Two staff from the Economic Research Centre (EPRC) attended the International Autumn School and workshop on applied industrial policy theory, empirics and instruments for effective policy design in Ankara, Turkey from 15th to 17th October 2019.

Ms. Aida Nattabi Kibirige a research analyst and Ms. Rehema Kahunde, a research associate represented the centre at the workshop organised by United Nations Conference on Trade and Development (UNCTAD) and Ostim Technical University with lead coordinators being Prof. Murat Yulek (Rector, Ostim Technical University) and Dr. Piergiuseppe Fortunato (Economist UNCTAD).

The objective of the autumn school and workshop was to provide an overview of the process of structural transformation and its linkages to development, and to equip participants with knowledge of the key policy instruments that could accelerate the gradual transformation of the economic structure of a given economy.

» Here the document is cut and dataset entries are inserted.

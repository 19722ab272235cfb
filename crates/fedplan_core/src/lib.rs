//! Federal retirement projection engine
//!
//! This crate projects retirement income for employees covered by FERS and the Thrift Savings
//! Plan. It supports:
//! - Retirement eligibility (full immediate, MRA+10 reduced, deferred)
//! - Basic annuity with age reduction, FERS supplement and diet COLA
//! - Traditional and Roth TSP projections sharing one elective-deferral limit
//! - Agency automatic and matching contributions
//! - Full-horizon projections through separation and retirement
//! - Monte Carlo simulation over pluggable return models
//! - Annual leave accrual and sick-leave service credit
//!
//! Every component is a pure function of its inputs; nothing here performs I/O.
//!
//! # Builder DSL
//!
//! ```ignore
//! use fedplan_core::{SimulationBuilder, MonteCarloConfig, ReturnProfile};
//!
//! let config = SimulationBuilder::new()
//!     .born(1970, 3, 15)
//!     .hired(2000, 1, 10)
//!     .separating(2027, 3, 31)
//!     .high3(110_000.0)
//!     .salary(112_000.0)
//!     .traditional(250_000.0, 0.05)
//!     .growth_rate(0.06)
//!     .return_profile(ReturnProfile::Normal { mean: 0.06, std_dev: 0.12 })
//!     .annual_expenses(70_000.0)
//!     .build()?;
//!
//! let projection = fedplan_core::projection::project(&config)?;
//! let mc = fedplan_core::monte_carlo::run(&config, &MonteCarloConfig::new(1_000).seed(42))?;
//! ```

#![warn(clippy::all)]

// ============================================================================
// Core modules
// ============================================================================

pub mod annuity;
pub mod contribution;
pub mod date_math;
pub mod eligibility;
pub mod error;
pub mod leave;
pub mod monte_carlo;
pub mod percentiles;
pub mod projection;
pub mod tsp;

// ============================================================================
// Type definition modules
// ============================================================================

pub mod config;
pub mod model;

// ============================================================================
// Test modules
// ============================================================================

#[cfg(test)]
mod tests;

// ============================================================================
// Public re-exports for convenience
// ============================================================================

pub use config::{MonteCarloConfig, SimulationBuilder, SimulationConfig, WithdrawalStrategy};
pub use error::{LeaveError, MarketError, SimulationError, ValidationError};
pub use model::{
    CareerRecord, EligibilityKind, MonteCarloResult, ProjectionResult, ReturnModel, ReturnProfile,
};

The workshop’s target participants were researchers from universities and research centers and civil servants interested in structural transformation and industrial policy, hence the invitation to Economic Policy Research Centre (EPRC). Applicants were required to have advanced knowledge of economic development and trade theory alongside familiarity with statistics and econometric analysis, hence the chosen representatives (Rehema and Aida).

After an introduction to the topic and the discussion of constraints to structural transformation and development, the workshop covered different areas of modern applied industrial policy, focusing in particular on the role of industrial policy in open economy, on innovation and education policy and on the challenges posed by international production networks and industry.

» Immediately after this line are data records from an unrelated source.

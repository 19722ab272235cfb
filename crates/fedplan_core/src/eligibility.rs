//! FERS retirement eligibility
//!
//! Rules are checked top to bottom and the first match wins:
//!
//! | age      | service | category            |
//! |----------|---------|---------------------|
//! | ≥ 62     | ≥ 5     | full immediate      |
//! | ≥ 60     | ≥ 20    | full immediate      |
//! | ≥ MRA    | ≥ 30    | full immediate      |
//! | ≥ MRA    | ≥ 10    | MRA+10, reduced     |
//! | any      | ≥ 5     | deferred            |
//! | any      | < 5     | not eligible        |

use crate::error::{ValidationError, non_negative};
use crate::model::{EligibilityKind, EligibilityResult, Mra, MraTable};

/// Minimum service for any annuity right (vesting)
pub const VESTING_YEARS: f64 = 5.0;

struct Rule {
    min_age: Threshold,
    min_service: f64,
    kind: EligibilityKind,
}

enum Threshold {
    Age(f64),
    Mra,
}

const RULES: [Rule; 4] = [
    Rule {
        min_age: Threshold::Age(62.0),
        min_service: VESTING_YEARS,
        kind: EligibilityKind::FullImmediate,
    },
    Rule {
        min_age: Threshold::Age(60.0),
        min_service: 20.0,
        kind: EligibilityKind::FullImmediate,
    },
    Rule {
        min_age: Threshold::Mra,
        min_service: 30.0,
        kind: EligibilityKind::FullImmediate,
    },
    Rule {
        min_age: Threshold::Mra,
        min_service: 10.0,
        kind: EligibilityKind::MraPlus10Reduced,
    },
];

/// Minimum Retirement Age for a birth year.
pub fn mra(birth_year: i16, table: &MraTable) -> Result<Mra, ValidationError> {
    table.lookup(birth_year)
}

/// Determine the retirement category for a separation at `age_at_separation` with
/// `service_years` of eligibility service. Fractional inputs are used as given.
pub fn evaluate(
    age_at_separation: f64,
    service_years: f64,
    birth_year: i16,
    table: &MraTable,
) -> Result<EligibilityResult, ValidationError> {
    let age = non_negative("age_at_separation", age_at_separation)?;
    let service = non_negative("service_years", service_years)?;
    let mra = mra(birth_year, table)?.decimal_age();

    let matched = RULES.iter().find(|rule| {
        let min_age = match rule.min_age {
            Threshold::Age(a) => a,
            Threshold::Mra => mra,
        };
        age >= min_age && service >= rule.min_service
    });

    let kind = match matched {
        Some(rule) => rule.kind,
        None if service >= VESTING_YEARS => EligibilityKind::Deferred,
        None => EligibilityKind::NotEligible,
    };

    Ok(EligibilityResult {
        eligible: matches!(
            kind,
            EligibilityKind::FullImmediate | EligibilityKind::MraPlus10Reduced
        ),
        kind,
        decimal_age: age,
        mra,
    })
}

Group discussions during the workshop offered participants an opportunity to apply the theoretical notions and empirical techniques to the context of Uganda. The EPRC researchers presented the key constraints to industrial policy in Uganda and among the points raised were the political interferences/ risks like corruption, poor infrastructure like roads, ICT, and electricity, limited access to credit due to high commercial bank lending rates to the private sector which hinder investments and skills mismatch due to a more theoretical than practical education curriculum.

In the quest to address some of the discussed challenges above, group members suggested support to alternative lending institutions like micro finance institutions and Savings and credit Cooperatives and lowering taxes on commercial banks to check the high lending rates. Support to vocational training institutions and university-industry partnerships through internships were suggested as a possible solutions to the theoretical nature of the curriculum. More infrastructural development and measures to address corruption were also suggested.